The data –
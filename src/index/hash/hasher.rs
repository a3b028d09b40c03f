use std::collections::hash_map::DefaultHasher;
use std::hash::{Hash, Hasher};

/// The hash capability consumed by the extendible hash table.
///
/// The table only ever looks at the low `global_depth` bits of the result,
/// so implementations should mix key bits into the low end of the word.
pub trait KeyHasher<K>: Send + Sync {
    fn hash_key(&self, key: &K) -> u32;
}

/// Hashes with the standard library's SipHash hasher, downcast to the 32 bits
/// extendible hashing works in.
#[derive(Debug, Clone, Default)]
pub struct DefaultKeyHasher;

impl<K: Hash> KeyHasher<K> for DefaultKeyHasher {
    fn hash_key(&self, key: &K) -> u32 {
        let mut hasher = DefaultHasher::new();
        key.hash(&mut hasher);
        hasher.finish() as u32
    }
}
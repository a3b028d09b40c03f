use criterion::{criterion_group, criterion_main, BenchmarkId, Criterion};
use rand::prelude::*;

use std::sync::Arc;
use rookdb::storage::buffer::{BufferPool, BufferPoolInstance, ParallelBufferPool};
use rookdb::storage::disk::DiskManager;

// Create a buffer pool instance backed by a temporary database
fn create_bench_buffer_pool(pool_size: usize) -> Arc<BufferPoolInstance> {
    let temp_file = tempfile::NamedTempFile::new().unwrap();
    let path = temp_file.path().to_str().unwrap().to_string();
    let disk_manager = Arc::new(DiskManager::new(path).unwrap());

    // Keep the temp file alive
    std::mem::forget(temp_file);

    Arc::new(BufferPoolInstance::new(pool_size, disk_manager))
}

fn create_bench_parallel_pool(num_instances: usize, pool_size: usize) -> Arc<ParallelBufferPool> {
    let temp_file = tempfile::NamedTempFile::new().unwrap();
    let path = temp_file.path().to_str().unwrap().to_string();
    let disk_manager = Arc::new(DiskManager::new(path).unwrap());

    std::mem::forget(temp_file);

    Arc::new(ParallelBufferPool::new(num_instances, pool_size, disk_manager))
}

fn buffer_pool_benchmark(c: &mut Criterion) {
    let mut group = c.benchmark_group("BufferPool");

    for size in [10, 100, 1000].iter() {
        group.bench_with_input(BenchmarkId::new("sequential_fetch", size), size, |b, &size| {
            let buffer_pool = create_bench_buffer_pool(size);

            let mut page_ids = Vec::new();
            for _ in 0..size {
                let (_, page_id) = buffer_pool.new_page().unwrap();
                buffer_pool.unpin_page(page_id, false).unwrap();
                page_ids.push(page_id);
            }

            b.iter(|| {
                for &page_id in &page_ids {
                    buffer_pool.fetch_page(page_id).unwrap();
                    buffer_pool.unpin_page(page_id, false).unwrap();
                }
            });
        });

        group.bench_with_input(BenchmarkId::new("random_fetch", size), size, |b, &size| {
            let buffer_pool = create_bench_buffer_pool(size);

            // Twice as many pages as frames so fetches hit the replacer
            let mut page_ids = Vec::new();
            for _ in 0..size * 2 {
                let (_, page_id) = buffer_pool.new_page().unwrap();
                buffer_pool.unpin_page(page_id, false).unwrap();
                page_ids.push(page_id);
            }

            let mut rng = StdRng::seed_from_u64(42);

            b.iter(|| {
                let page_id = *page_ids.choose(&mut rng).unwrap();
                buffer_pool.fetch_page(page_id).unwrap();
                buffer_pool.unpin_page(page_id, false).unwrap();
            });
        });
    }

    group.finish();
}

fn parallel_pool_benchmark(c: &mut Criterion) {
    let mut group = c.benchmark_group("ParallelBufferPool");

    for num_instances in [1, 4].iter() {
        group.bench_with_input(
            BenchmarkId::new("new_and_unpin", num_instances),
            num_instances,
            |b, &num_instances| {
                let buffer_pool = create_bench_parallel_pool(num_instances, 100);

                b.iter(|| {
                    let (_, page_id) = buffer_pool.new_page().unwrap();
                    buffer_pool.unpin_page(page_id, false).unwrap();
                });
            },
        );
    }

    group.finish();
}

criterion_group!(benches, buffer_pool_benchmark, parallel_pool_benchmark);
criterion_main!(benches);
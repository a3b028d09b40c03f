mod deletion;
mod operations;

use std::marker::PhantomData;
use std::sync::Arc;
use parking_lot::RwLock;

use crate::common::types::{PageId, PagePtr};
use crate::index::hash::error::HashTableError;
use crate::index::hash::hasher::KeyHasher;
use crate::storage::buffer::BufferPool;
use crate::storage::page::{FixedCodec, HashBucketPage, HashDirectoryPage};
use crate::transaction::Transaction;

/// Extendible hash table index, layered over the buffer pool.
///
/// The directory page maps the low `global_depth` bits of a key's hash to a
/// bucket page; buckets split when full and merge with their split image when
/// emptied, growing and shrinking the directory as needed.
///
/// One table-wide reader/writer latch guards the directory-to-bucket mapping:
/// lookups share the read side, every mutation (including split and merge)
/// holds the write side.
pub struct ExtendibleHashTable<K, V, H, P> {
    pub(crate) buffer_pool: Arc<P>,
    pub(crate) directory_page_id: PageId,
    pub(crate) hasher: H,
    pub(crate) table_latch: RwLock<()>,
    pub(crate) _phantom: PhantomData<(K, V)>,
}

impl<K, V, H, P> ExtendibleHashTable<K, V, H, P>
where
    K: FixedCodec + Ord + Default,
    V: FixedCodec + PartialEq + Default,
    H: KeyHasher<K>,
    P: BufferPool,
{
    /// Create a new table: allocates the directory page and the single
    /// initial bucket (directory index 0, depth 0).
    pub fn new(buffer_pool: Arc<P>, hasher: H) -> Result<Self, HashTableError> {
        let (directory_page, directory_page_id) = buffer_pool.new_page()?;
        // A zeroed page is a valid empty bucket, so the bucket needs no init
        let (_bucket_page, bucket_page_id) = buffer_pool.new_page()?;

        let mut directory = HashDirectoryPage::new(directory_page_id);
        directory.set_bucket_page_id(0, bucket_page_id);
        directory.store(&mut directory_page.write());
        directory.verify_integrity();

        buffer_pool.unpin_page(directory_page_id, true)?;
        buffer_pool.unpin_page(bucket_page_id, true)?;

        Ok(Self {
            buffer_pool,
            directory_page_id,
            hasher,
            table_latch: RwLock::new(()),
            _phantom: PhantomData,
        })
    }

    /// The page id of the directory, fixed for the table's lifetime
    pub fn directory_page_id(&self) -> PageId {
        self.directory_page_id
    }

    /// Collect every value stored under `key`
    pub fn get_value(&self, _txn: &Transaction, key: &K) -> Result<Vec<V>, HashTableError> {
        let _guard = self.table_latch.read();

        let (_directory_page, directory) = self.fetch_directory()?;
        let bucket_idx = self.bucket_index(key, &directory);
        let bucket_page_id = directory.bucket_page_id(bucket_idx);

        let (_bucket_page, bucket) = self.fetch_bucket(bucket_page_id)?;

        let mut result = Vec::new();
        bucket.get_value(key, &mut result);

        self.buffer_pool.unpin_page(bucket_page_id, false)?;
        self.buffer_pool.unpin_page(self.directory_page_id, false)?;

        Ok(result)
    }

    /// Current directory depth
    pub fn global_depth(&self) -> Result<u32, HashTableError> {
        let _guard = self.table_latch.read();

        let (_directory_page, directory) = self.fetch_directory()?;
        let depth = directory.global_depth();
        self.buffer_pool.unpin_page(self.directory_page_id, false)?;

        Ok(depth)
    }

    /// Assert the directory invariants; panics on violation
    pub fn verify_integrity(&self) -> Result<(), HashTableError> {
        let _guard = self.table_latch.read();

        let (_directory_page, directory) = self.fetch_directory()?;
        directory.verify_integrity();
        self.buffer_pool.unpin_page(self.directory_page_id, false)?;

        Ok(())
    }

    /// Downcast the hash capability to the 32 bits the directory indexes by
    pub(crate) fn hash(&self, key: &K) -> u32 {
        self.hasher.hash_key(key)
    }

    /// The live directory slot for `key`
    pub(crate) fn bucket_index(&self, key: &K, directory: &HashDirectoryPage) -> usize {
        (self.hash(key) & directory.global_depth_mask()) as usize
    }

    /// Fetch and decode the directory page, leaving it pinned
    pub(crate) fn fetch_directory(
        &self,
    ) -> Result<(PagePtr, HashDirectoryPage), HashTableError> {
        let page = self.buffer_pool.fetch_page(self.directory_page_id)?;
        let directory = HashDirectoryPage::load(&page.read());
        Ok((page, directory))
    }

    /// Fetch and decode a bucket page, leaving it pinned
    pub(crate) fn fetch_bucket(
        &self,
        bucket_page_id: PageId,
    ) -> Result<(PagePtr, HashBucketPage<K, V>), HashTableError> {
        let page = self.buffer_pool.fetch_page(bucket_page_id)?;
        let bucket = HashBucketPage::load(&page.read());
        Ok((page, bucket))
    }
}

What to do – In the listing above, find the line with "directory indexes by" and the line with "directory: &HashDirectoryPage) ->", then print exactly those lines and every line between them.

Solution below –
    /// Downcast the hash capability to the 32 bits the directory indexes by
    pub(crate) fn hash(&self, key: &K) -> u32 {
        self.hasher.hash_key(key)
    }

    /// The live directory slot for `key`
    pub(crate) fn bucket_index(&self, key: &K, directory: &HashDirectoryPage) -> usize {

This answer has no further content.